[R-sig-ME] Cluster-robust SEs & random effects -- seeking some clarification

J.D. Haltigan jh@|t|g@ @end|ng |rom gm@||@com
Thu Jul 28 01:11:52 CEST 2022


>
> Thanks for walking through this with me, James.
>
> I appreciate it. So: the goal of the current project I am involved in is
> to make some conceptual arguments in the context of Generalizability Theory
> about the Bangladesh mask RCT study (you may have heard of the study, here
> is the DOI link: https://www.science.org/doi/10.1126/science.abi9069).
>
> 600 villages (300/300)
>
> the 'pairID' variable is a control the authors used to control for fixed
> effects of treatment-control pair (so, we have 300 pairIDs in total). In
> the original investigation, the authors did not invoke a random effects
> model (but did use the pairIDs to control for fixed effects as noted and
> with robust SEs). Thus, in the original investigation there was *no*
> specification of a random effects model for the 'cluster' variable. We know
> from some other work there were some biases in village mapping and other
> possible sources of between-cluster variation that might be anticipated to
> have influence--at the random intercepts level--so we are looking into how
> specifying 'cluster' as a random effect might change the fixed effects
> estimates for the treatment intervention effect. In the Hamaker et al.

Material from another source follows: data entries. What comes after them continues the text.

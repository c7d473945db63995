use std::fmt;

use serde::Serialize;

#[derive(Debug, Clone, Copy, PartialEq, Serialize)]
pub struct CompressionStats {
    pub original_size: u64,
    pub compressed_size: u64,
    /// Negative when the compressed form is larger than the original.
    pub space_saving_percent: f64,
}

impl CompressionStats {
    pub fn new(original_size: u64, compressed_size: u64) -> Self {
        let space_saving_percent = if original_size == 0 {
            0.0
        } else {
            (original_size as f64 - compressed_size as f64) / original_size as f64 * 100.0
        };

        Self {
            original_size,
            compressed_size,
            space_saving_percent,
        }
    }
}

impl fmt::Display for CompressionStats {
    fn fmt(&self, f: &mut fmt::Formatter<'_>) -> fmt::Result {
        write!(
            f,
            "Original size: {} bytes, Compressed size: {} bytes, Saved {:.2}%",
            self.original_size, self.compressed_size, self.space_saving_percent
        )
    }
}
//! Self-describing file layout. Every integer is little-endian.
//!
//! ```text
//! magic        4 bytes   b"HUF1"
//! symbols      u16       number of (symbol, frequency) pairs, 0..=256
//! pairs        9 bytes   symbol: u8, frequency: u64, repeated `symbols` times
//! bit length   u64       exact number of encoded bits
//! payload      ceil(bit length / 8) bytes
//! ```
//!
//! The frequency table is enough to rebuild the exact tree the encoder used,
//! since tree construction is deterministic.

use bytes::{Buf, BufMut};
use itertools::Itertools;
use log::debug;

use crate::{
    codec::Codec,
    error::{HuffmanError, Result},
    frequency::FrequencyTable,
};

pub const MAGIC: &[u8; 4] = b"HUF1";

const MAX_SYMBOLS: usize = 256;
const PAIR_SIZE: usize = 1 + 8;

#[derive(Debug, Clone, PartialEq, Eq)]
pub struct Header {
    pub frequencies: FrequencyTable,
    pub bit_length: u64,
}

impl Header {
    pub fn encoded_len(&self) -> usize {
        MAGIC.len() + 2 + self.frequencies.len() * PAIR_SIZE + 8
    }

    pub fn write<B: BufMut>(&self, buf: &mut B) {
        buf.put_slice(MAGIC);
        buf.put_u16_le(self.frequencies.len() as u16);
        for (symbol, count) in self.frequencies.iter() {
            buf.put_u8(symbol);
            buf.put_u64_le(count);
        }
        buf.put_u64_le(self.bit_length);
    }

    pub fn read<B: Buf>(buf: &mut B) -> Result<Self> {
        ensure_remaining(buf, MAGIC.len() + 2, "header")?;

        let mut magic = [0; 4];
        buf.copy_to_slice(&mut magic);
        if &magic != MAGIC {
            return Err(HuffmanError::metadata(format!(
                "unknown magic {magic:02x?}"
            )));
        }

        let symbol_count = buf.get_u16_le() as usize;
        if symbol_count > MAX_SYMBOLS {
            return Err(HuffmanError::metadata(format!(
                "header claims {symbol_count} symbols, at most {MAX_SYMBOLS} exist"
            )));
        }
        ensure_remaining(buf, symbol_count * PAIR_SIZE, "frequency table")?;

        let pairs = (0..symbol_count)
            .map(|_| (buf.get_u8(), buf.get_u64_le()))
            .collect_vec();
        let frequencies = FrequencyTable::from_pairs(pairs)?;

        ensure_remaining(buf, 8, "bit length")?;
        let bit_length = buf.get_u64_le();

        Ok(Self {
            frequencies,
            bit_length,
        })
    }
}

fn ensure_remaining<B: Buf>(buf: &B, needed: usize, section: &str) -> Result<()> {
    if buf.remaining() < needed {
        return Err(HuffmanError::metadata(format!(
            "{section} needs {needed} bytes but only {} are available",
            buf.remaining()
        )));
    }
    Ok(())
}

pub fn compress(content: &[u8]) -> Result<Vec<u8>> {
    let (header, payload) = if content.is_empty() {
        let header = Header {
            frequencies: FrequencyTable::default(),
            bit_length: 0,
        };
        (header, Vec::new())
    } else {
        let codec = Codec::build(content)?;
        let payload = codec.encode(content)?;
        let header = Header {
            frequencies: codec.frequencies().clone(),
            bit_length: payload.bit_length,
        };
        (header, payload.bytes)
    };

    let mut compressed = Vec::with_capacity(header.encoded_len() + payload.len());
    header.write(&mut compressed);
    compressed.put_slice(&payload);

    debug!(
        "compressed {} bytes into {} bytes",
        content.len(),
        compressed.len()
    );
    Ok(compressed)
}

pub fn decompress(data: &[u8]) -> Result<Vec<u8>> {
    let mut buf = data;
    let header = Header::read(&mut buf)?;

    let expected_payload = header.bit_length.div_ceil(8);
    if buf.remaining() as u64 != expected_payload {
        return Err(HuffmanError::metadata(format!(
            "{} bits need {expected_payload} payload bytes but {} are present",
            header.bit_length,
            buf.remaining()
        )));
    }

    if header.frequencies.is_empty() {
        if header.bit_length != 0 {
            return Err(HuffmanError::metadata(format!(
                "no symbols but {} bits declared",
                header.bit_length
            )));
        }
        return Ok(Vec::new());
    }

    let codec = Codec::from_frequencies(header.frequencies)?;
    match codec.encoded_bit_length() {
        Some(bit_length) if bit_length == header.bit_length => {}
        implied => {
            return Err(HuffmanError::metadata(format!(
                "frequencies imply {implied:?} bits but {} are declared",
                header.bit_length
            )));
        }
    }

    let decoded = codec.decode(buf, header.bit_length)?;
    if FrequencyTable::from_bytes(&decoded) != *codec.frequencies() {
        return Err(HuffmanError::metadata(format!(
            "decoded {} bytes that do not match the {} declared by the frequency table",
            decoded.len(),
            codec.frequencies().total()
        )));
    }

    Ok(decoded)
}

#[cfg(test)]
mod tests {
    use bytes::BufMut;
    use itertools::Itertools;
    use rstest::rstest;

    use super::{compress, decompress, Header, MAGIC};
    use crate::{error::HuffmanError, frequency::FrequencyTable};

    #[rstest]
    #[case::empty(vec![])]
    #[case::single_byte(vec![0xff])]
    #[case::single_distinct_value(vec![0x00; 5])]
    #[case::all_byte_values((0..=255_u8).rev().collect_vec())]
    #[case::fixture(include_bytes!("../tests/lorem.txt").to_vec())]
    fn test_round_trip(#[case] content: Vec<u8>) {
        let compressed = compress(&content).unwrap();
        assert_eq!(decompress(&compressed).unwrap(), content);
    }

    #[test]
    fn test_layout() {
        let compressed = compress(&[0x00; 5]).unwrap();

        let mut expected = Vec::new();
        expected.put_slice(b"HUF1");
        expected.put_u16_le(1);
        expected.put_u8(0x00);
        expected.put_u64_le(5);
        expected.put_u64_le(5);
        expected.put_u8(0b0000_0000);

        assert_eq!(compressed, expected);
    }

    #[test]
    fn test_empty_input_has_header_only() {
        let compressed = compress(&[]).unwrap();
        assert_eq!(compressed.len(), MAGIC.len() + 2 + 8);
    }

    #[test]
    fn test_header_round_trip() {
        let header = Header {
            frequencies: FrequencyTable::from_bytes(b"mississippi"),
            bit_length: 21,
        };
        let mut buf = Vec::new();
        header.write(&mut buf);
        assert_eq!(buf.len(), header.encoded_len());

        let mut slice = buf.as_slice();
        assert_eq!(Header::read(&mut slice).unwrap(), header);
        assert!(slice.is_empty());
    }

    fn header_bytes(symbol_count: u16, pairs: &[(u8, u64)], bit_length: Option<u64>) -> Vec<u8> {
        let mut buf = Vec::new();
        buf.put_slice(MAGIC);
        buf.put_u16_le(symbol_count);
        for &(symbol, count) in pairs {
            buf.put_u8(symbol);
            buf.put_u64_le(count);
        }
        if let Some(bit_length) = bit_length {
            buf.put_u64_le(bit_length);
        }
        buf
    }

    #[rstest]
    #[case::bad_magic(b"HUF2\x00\x00\x00\x00\x00\x00\x00\x00\x00\x00".to_vec())]
    #[case::truncated_magic(b"HU".to_vec())]
    #[case::too_many_symbols(header_bytes(257, &[], Some(0)))]
    #[case::more_symbols_than_bytes(header_bytes(3, &[(b'a', 1)], Some(1)))]
    #[case::missing_bit_length(header_bytes(1, &[(b'a', 1)], None))]
    #[case::zero_frequency(header_bytes(2, &[(b'a', 1), (b'b', 0)], Some(1)))]
    #[case::duplicate_symbol(header_bytes(2, &[(b'a', 1), (b'a', 2)], Some(2)))]
    #[case::frequency_overflow(header_bytes(2, &[(b'a', u64::MAX), (b'b', 1)], Some(0)))]
    // a:2 b:1 c:1 gives a = 0, b = 10, c = 11 and implies 6 bits, but the
    // payload spells "bbb"
    #[case::counts_differ_from_payload({
        let mut buf = header_bytes(3, &[(b'a', 2), (b'b', 1), (b'c', 1)], Some(6));
        buf.put_u8(0b1010_1000);
        buf
    })]
    // same table, six 'a's
    #[case::longer_than_declared({
        let mut buf = header_bytes(3, &[(b'a', 2), (b'b', 1), (b'c', 1)], Some(6));
        buf.put_u8(0b0000_0000);
        buf
    })]
    #[case::bits_without_symbols({
        let mut buf = header_bytes(0, &[], Some(3));
        buf.put_u8(0);
        buf
    })]
    fn test_malformed_header(#[case] data: Vec<u8>) {
        assert!(matches!(
            decompress(&data),
            Err(HuffmanError::MetadataMismatch(_))
        ));
    }

    #[test]
    fn test_tampered_bit_length_is_rejected() {
        let content = b"abracadabra";
        let mut compressed = compress(content).unwrap();

        // the bit length sits right before the payload
        let header_len = MAGIC.len() + 2 + 5 * 9;
        let mut tampered = compressed[..header_len].to_vec();
        tampered.put_u64_le(22);
        tampered.extend_from_slice(&compressed[header_len + 8..]);
        assert!(matches!(
            decompress(&tampered),
            Err(HuffmanError::MetadataMismatch(_))
        ));

        compressed.push(0);
        assert!(matches!(
            decompress(&compressed),
            Err(HuffmanError::MetadataMismatch(_))
        ));
    }

    #[test]
    fn test_truncated_payload_is_rejected() {
        let content = include_bytes!("../tests/lorem.txt");
        let compressed = compress(content).unwrap();

        let truncated = &compressed[..compressed.len() - 1];
        assert!(matches!(
            decompress(truncated),
            Err(HuffmanError::MetadataMismatch(_))
        ));
    }
}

> language, it is indeed a 'random intercepts' only model. Given this,
> however, does it also make sense to include the cluster robust SEs for the
> fixed effects which would account for possible heterogeneity of treatment
> effects (i.e., slopes) across clusters?s
>
> Bottom line: in their original analyses, clusters are seen as
> interchangeable from a conceptual perspective (rather than drawn from a
> random universe of observations). When one scales up evidence to a universe
> of observations that are random (as they would be in the intended universe
> of inference in the real-world), then we are better positioned, I think, to
> adjudicate whether the mask intervention effect is 'practically
> significant' (in addition to whether the focal effect remains marginally
> significant from a frequentist perspective).
>
> Hope this is somewhat clarifying.
>
>
> On Wed, Jul 27, 2022 at 12:05 PM James Pustejovsky <jepusto using gmail.com>
> wrote:
>
>> Hi J.D.,
>>
>> Responses inline below.
>>
>> James
>>
>> On Tue, Jul 26, 2022 at 10:42 PM J.D. Haltigan <jhaltiga using gmail.com>
>> wrote:
>>
>>> Many thanks for this detailed and insightful exposition, James.
>>>
>>> A few follow-ups:
>>>
>>> I had previously tried cluster-robust SEs with both the robustlmm package
>>> and now yours, and it appears I don't have the memory needed given the
>>> size
>>> of the data as I receive the following error:
>>> #Error in .local(x, y, ...) :
>>> #Cholmod error 'problem too large' at file ../Core/cholmod_sparse.c,
>>> line 89
>>> In Googling this error message, I see it is likely due to the
>>> computational
>>> demands of a sparse matrix estimation, but was wondering if there were
>>> any
>>> other aspects of this I could explore.
>>>
>>>
>> To figure out what's going on, we need to know the dimensions of your
>> model. How many coefficients (fixed effects) are in your regression
>> specification? How many clusters do you have? What is the range of cluster
>> sizes?
>>
>>
>>> In regards to #4: I am invoking random effects to see how sensitive a
>>> fixed
>>> effects model (with cluster robust SEs) is to formally estimating the
>>> random cluster effect (so between-cluster variance). In the fixed effects
>>> model, the investigators did include a factor variable (i.e., cluster
>>> dummies as you describe below) that is nested within cluster (so, a pair
>>> variable indicating treatment-control village), but my predilection is
>>> that
>>> despite this, there are other sources of between-cluster variance that
>>> will
>>> likely nullify the point estimates of the fixed effects (in this case, a
>>> mask intervention).
>>
>>
>> I'm not sure what you mean by "other sources of between-cluster variance
>> that will likely nullify the point estimates of the fixed effects." Can you
>> explain in a bit more detail?
>>
>>
>>> So, if I am formally modeling the random cluster
>>> component, what does adding cluster-robust SEs in this case provide in
>>> terms of inference--both for the fixed effects and for the random
>>> effects?
>>>
>>
>> Cluster-robust SEs are only relevant for inference on the regression
>> coefficients (fixed effects)--not for the random effects. For the fixed
>> effects, using cluster-robust SEs provides robustness to misspecification
>> of the random effects model, such as omission of a random slope that should
>> be there. In the context of your example, there might be heterogeneity of
>> intervention effects across pairs of villages. A random effects model that
>> only includes random intercepts for each village will not "catch" this sort
>> of treatment effect heterogeneity, and model-based SEs could be invalidated
>> by it. Cluster-robust SEs will account for that sort of heterogeneity (and
>> be larger than the model-based SEs as a consequence).